Ameliorating liver fibrosis in an animal model using the secretome released from miR-122-transfected adipose-derived stem cells.

BACKGROUND Recently, the exclusive use of mesenchymal stem cell (MSC)-secreted molecules, called secretome, rather than cells, has been evaluated for overcoming the limitations of cell-based therapy, while maintaining its advantages. However, the use of naive secretome may not fully satisfy the specificity of each disease. Therefore, it appears to be more advantageous to use the functionally reinforced secretome through a series of processes involving physico-chemical adjustments or genetic manipulation rather than to the use naive secretome. AIM To determine the therapeutic potential of the secretome released from miR-122-transfected adipose-derived stromal cells (ASCs). METHODS We collected secretory materials released from ASCs that had been transfected with antifibrotic miR-122 (MCM) and compared their antifibrotic effects with those of the naive secretome (CM). MCM and CM were intravenously administered to the mouse model of thioacetamide-induced liver fibrosis, and their therapeutic potentials were compared.
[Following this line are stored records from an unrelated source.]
use finplex_core::Platform;

use crate::cli::SchemaArgs;
use crate::error::CliError;

use super::render;

pub fn run(args: &SchemaArgs, platform: &Platform, pretty: bool) -> Result<(), CliError> {
    let route = platform
        .command_map()
        .get_command(&args.path)
        .ok_or_else(|| CliError::Command(format!("route '{}' not found", args.path)))?;
    render(&route.schema(), pretty)
}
RESULTS MCM infusion provided higher therapeutic potential in terms of: (A) Reducing collagen content in the liver; (B) Inhibiting proinflammatory cytokines; and (C) Reducing abnormally elevated liver enzymes than the infusion of the naive secretome. The proteomic analysis of MCM also indicated that the contents of antifibrotic proteins were significantly elevated compared to those in the naive secretome. CONCLUSION We could, thus, conclude that the secretome released from miR-122-transfected ASCs has higher antifibrotic and anti-inflammatory properties than the naive secretome. Because miR-122 transfection into ASCs provides a specific way of potentiating the antifibrotic properties of ASC secretome, it could be considered as an enhanced method for reinforcing secretome effectiveness.